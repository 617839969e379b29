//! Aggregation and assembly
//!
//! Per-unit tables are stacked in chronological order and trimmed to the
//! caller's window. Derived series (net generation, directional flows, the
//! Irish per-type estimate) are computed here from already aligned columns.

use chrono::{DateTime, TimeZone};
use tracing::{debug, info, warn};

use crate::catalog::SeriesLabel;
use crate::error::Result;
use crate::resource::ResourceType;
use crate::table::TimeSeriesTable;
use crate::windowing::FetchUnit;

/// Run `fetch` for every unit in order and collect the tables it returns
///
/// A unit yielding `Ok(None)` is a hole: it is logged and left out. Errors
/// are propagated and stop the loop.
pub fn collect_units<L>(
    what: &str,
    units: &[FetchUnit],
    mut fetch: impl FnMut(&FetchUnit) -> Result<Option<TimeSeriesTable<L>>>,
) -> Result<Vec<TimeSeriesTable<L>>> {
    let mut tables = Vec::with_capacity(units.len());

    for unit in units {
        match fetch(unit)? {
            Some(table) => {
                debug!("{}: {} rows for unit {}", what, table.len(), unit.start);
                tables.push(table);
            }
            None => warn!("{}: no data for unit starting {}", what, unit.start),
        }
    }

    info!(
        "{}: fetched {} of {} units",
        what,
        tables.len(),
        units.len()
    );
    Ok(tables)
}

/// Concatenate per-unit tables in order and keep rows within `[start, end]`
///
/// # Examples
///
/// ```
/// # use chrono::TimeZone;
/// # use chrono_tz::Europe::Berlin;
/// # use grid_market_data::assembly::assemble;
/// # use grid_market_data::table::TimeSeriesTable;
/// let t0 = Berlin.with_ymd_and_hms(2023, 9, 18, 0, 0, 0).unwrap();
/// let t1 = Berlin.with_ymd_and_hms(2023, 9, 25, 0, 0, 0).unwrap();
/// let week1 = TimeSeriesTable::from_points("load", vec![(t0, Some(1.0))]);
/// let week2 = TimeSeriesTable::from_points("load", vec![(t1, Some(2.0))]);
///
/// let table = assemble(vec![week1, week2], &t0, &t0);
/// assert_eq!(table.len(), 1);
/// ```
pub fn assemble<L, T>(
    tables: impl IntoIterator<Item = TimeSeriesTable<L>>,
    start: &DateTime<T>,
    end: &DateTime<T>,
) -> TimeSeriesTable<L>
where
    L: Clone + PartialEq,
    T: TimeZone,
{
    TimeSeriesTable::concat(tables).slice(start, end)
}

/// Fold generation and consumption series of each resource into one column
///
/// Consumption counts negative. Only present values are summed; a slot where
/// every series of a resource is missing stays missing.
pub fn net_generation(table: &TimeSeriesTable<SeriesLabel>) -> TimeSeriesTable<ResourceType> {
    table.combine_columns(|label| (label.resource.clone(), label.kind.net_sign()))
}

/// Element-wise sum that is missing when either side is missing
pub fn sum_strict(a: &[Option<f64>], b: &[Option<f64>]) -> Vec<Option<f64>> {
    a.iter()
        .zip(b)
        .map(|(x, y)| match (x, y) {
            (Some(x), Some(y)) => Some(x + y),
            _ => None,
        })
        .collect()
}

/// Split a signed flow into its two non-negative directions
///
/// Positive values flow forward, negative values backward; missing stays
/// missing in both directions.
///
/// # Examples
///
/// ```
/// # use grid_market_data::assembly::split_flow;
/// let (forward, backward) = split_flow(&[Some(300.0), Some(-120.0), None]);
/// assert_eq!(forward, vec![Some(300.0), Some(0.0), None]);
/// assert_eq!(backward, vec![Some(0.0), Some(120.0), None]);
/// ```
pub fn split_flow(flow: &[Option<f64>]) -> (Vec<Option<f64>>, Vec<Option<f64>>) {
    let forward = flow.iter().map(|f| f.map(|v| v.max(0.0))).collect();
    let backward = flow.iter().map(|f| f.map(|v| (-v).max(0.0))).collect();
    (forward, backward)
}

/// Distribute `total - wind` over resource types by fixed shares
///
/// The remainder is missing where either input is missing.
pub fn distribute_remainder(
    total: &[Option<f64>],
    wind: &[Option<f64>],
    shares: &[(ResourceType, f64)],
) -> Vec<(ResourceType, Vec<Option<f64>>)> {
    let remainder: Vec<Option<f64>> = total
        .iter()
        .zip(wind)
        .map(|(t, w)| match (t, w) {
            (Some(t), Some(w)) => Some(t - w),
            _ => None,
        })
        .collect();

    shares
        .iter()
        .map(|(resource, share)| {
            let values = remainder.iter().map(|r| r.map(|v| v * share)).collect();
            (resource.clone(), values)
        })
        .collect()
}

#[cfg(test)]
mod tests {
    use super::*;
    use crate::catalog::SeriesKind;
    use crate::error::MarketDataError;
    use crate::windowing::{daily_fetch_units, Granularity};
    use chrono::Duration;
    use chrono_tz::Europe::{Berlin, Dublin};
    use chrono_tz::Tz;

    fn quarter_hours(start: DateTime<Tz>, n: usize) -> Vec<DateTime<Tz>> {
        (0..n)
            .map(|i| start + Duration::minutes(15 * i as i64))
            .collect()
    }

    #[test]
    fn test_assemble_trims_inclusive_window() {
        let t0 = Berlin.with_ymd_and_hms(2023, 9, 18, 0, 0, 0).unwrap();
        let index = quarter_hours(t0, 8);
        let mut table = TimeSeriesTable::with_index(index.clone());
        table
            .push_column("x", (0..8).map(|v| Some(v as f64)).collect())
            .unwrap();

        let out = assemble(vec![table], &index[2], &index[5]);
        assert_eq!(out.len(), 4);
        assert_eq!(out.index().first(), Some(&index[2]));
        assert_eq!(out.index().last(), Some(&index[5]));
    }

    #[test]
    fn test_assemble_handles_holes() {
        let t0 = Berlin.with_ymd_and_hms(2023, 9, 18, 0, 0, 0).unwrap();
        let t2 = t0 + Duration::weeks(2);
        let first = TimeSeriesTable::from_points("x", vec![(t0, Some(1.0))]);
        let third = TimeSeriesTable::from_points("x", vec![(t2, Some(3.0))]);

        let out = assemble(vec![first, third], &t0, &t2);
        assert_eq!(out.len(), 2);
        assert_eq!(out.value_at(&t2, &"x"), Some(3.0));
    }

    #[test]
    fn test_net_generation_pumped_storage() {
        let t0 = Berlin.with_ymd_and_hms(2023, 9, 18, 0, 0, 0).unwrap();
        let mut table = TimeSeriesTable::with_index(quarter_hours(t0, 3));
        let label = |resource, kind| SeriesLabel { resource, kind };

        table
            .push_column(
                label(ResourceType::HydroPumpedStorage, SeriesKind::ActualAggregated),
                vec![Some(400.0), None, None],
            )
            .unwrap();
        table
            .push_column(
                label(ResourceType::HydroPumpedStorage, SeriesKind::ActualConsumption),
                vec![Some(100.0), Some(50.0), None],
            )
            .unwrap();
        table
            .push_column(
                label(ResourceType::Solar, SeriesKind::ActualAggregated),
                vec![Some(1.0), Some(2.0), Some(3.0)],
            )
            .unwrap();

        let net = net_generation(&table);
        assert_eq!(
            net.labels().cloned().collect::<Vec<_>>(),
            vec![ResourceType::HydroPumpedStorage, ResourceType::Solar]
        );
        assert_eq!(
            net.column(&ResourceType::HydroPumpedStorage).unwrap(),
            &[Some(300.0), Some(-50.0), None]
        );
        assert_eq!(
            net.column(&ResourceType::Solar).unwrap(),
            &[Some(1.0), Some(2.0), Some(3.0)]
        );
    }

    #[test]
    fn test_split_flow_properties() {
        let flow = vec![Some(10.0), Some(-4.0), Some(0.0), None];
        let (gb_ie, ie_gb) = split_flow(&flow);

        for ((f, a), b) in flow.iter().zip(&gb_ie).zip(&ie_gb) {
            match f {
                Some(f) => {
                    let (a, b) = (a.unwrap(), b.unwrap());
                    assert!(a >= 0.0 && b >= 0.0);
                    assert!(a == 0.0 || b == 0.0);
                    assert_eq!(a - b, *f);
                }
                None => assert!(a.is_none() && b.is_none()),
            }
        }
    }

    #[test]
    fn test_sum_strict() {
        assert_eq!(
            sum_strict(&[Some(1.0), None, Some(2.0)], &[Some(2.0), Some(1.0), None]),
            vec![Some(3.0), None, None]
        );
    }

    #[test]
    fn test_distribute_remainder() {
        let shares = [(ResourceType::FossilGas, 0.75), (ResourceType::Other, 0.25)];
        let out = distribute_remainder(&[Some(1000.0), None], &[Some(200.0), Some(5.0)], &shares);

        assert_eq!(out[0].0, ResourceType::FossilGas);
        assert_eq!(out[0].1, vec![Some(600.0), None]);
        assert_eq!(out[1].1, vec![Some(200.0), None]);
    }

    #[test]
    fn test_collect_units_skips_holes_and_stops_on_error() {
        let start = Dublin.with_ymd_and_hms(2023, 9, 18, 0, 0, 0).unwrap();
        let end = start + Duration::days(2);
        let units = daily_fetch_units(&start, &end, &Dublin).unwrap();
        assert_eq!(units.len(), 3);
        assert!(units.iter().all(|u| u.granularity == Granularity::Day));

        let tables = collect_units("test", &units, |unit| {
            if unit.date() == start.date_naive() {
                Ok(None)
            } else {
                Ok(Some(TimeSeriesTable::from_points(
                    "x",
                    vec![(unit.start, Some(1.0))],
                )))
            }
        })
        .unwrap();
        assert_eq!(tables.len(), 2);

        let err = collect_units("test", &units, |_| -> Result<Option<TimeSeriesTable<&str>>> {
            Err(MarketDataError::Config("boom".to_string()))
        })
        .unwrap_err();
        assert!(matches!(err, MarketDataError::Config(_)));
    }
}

########

» **TASK PROMPT**: Take every line above that includes "third" and list it.

» **ANSWER SPACE**:
        let third = TimeSeriesTable::from_points("x", vec![(t2, Some(3.0))]);
        let out = assemble(vec![first, third], &t0, &t2);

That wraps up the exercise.